Input

________

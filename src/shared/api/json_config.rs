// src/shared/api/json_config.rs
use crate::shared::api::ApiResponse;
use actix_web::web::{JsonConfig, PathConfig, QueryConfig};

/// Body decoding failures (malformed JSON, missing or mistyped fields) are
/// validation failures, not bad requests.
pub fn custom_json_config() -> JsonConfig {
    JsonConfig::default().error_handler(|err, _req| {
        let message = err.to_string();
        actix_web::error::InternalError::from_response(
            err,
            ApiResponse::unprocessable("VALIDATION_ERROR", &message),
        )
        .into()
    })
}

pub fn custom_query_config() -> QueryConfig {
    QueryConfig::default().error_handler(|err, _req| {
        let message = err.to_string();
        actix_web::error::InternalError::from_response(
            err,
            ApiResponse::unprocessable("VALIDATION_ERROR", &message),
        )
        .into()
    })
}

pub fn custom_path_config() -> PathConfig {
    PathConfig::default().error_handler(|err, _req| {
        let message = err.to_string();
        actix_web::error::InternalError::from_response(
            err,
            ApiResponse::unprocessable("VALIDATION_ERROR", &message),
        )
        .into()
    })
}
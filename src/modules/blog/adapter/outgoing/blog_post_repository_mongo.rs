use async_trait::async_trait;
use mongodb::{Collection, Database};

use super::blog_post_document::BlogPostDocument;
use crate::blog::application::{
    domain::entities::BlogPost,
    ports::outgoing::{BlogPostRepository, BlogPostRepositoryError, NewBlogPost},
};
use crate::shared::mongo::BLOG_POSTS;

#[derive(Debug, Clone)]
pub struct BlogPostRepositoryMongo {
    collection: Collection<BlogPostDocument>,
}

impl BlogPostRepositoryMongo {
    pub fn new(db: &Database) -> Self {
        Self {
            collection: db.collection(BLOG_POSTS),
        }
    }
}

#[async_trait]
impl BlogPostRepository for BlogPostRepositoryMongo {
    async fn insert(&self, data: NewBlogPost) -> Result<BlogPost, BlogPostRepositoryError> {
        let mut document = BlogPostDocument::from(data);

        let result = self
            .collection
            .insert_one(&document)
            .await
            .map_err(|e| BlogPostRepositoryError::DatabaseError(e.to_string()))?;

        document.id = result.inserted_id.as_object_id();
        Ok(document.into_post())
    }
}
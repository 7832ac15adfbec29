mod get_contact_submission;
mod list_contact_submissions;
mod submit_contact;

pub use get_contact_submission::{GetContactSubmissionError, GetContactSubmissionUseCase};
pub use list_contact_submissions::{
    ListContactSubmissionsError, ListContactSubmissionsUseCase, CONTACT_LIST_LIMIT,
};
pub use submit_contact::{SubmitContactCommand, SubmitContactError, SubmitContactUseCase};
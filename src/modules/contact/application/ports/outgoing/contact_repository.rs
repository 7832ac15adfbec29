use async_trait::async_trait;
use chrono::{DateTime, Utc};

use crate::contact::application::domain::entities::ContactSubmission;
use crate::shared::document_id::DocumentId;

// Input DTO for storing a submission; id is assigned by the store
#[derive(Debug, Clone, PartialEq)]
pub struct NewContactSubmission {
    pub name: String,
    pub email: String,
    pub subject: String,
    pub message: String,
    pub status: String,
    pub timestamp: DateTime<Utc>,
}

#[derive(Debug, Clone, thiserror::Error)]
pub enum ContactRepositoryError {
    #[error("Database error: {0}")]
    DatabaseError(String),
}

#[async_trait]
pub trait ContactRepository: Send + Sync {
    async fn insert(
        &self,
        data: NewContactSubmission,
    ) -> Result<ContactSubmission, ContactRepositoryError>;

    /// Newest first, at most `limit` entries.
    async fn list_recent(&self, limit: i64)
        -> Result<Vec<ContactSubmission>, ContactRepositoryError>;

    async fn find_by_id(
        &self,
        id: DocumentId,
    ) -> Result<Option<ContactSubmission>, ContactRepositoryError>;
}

________

The task
Search the data for the string "domain" and copy each line where it appears.

Solution to this problem
    domain::entities::BlogPost,
use crate::contact::application::domain::entities::ContactSubmission;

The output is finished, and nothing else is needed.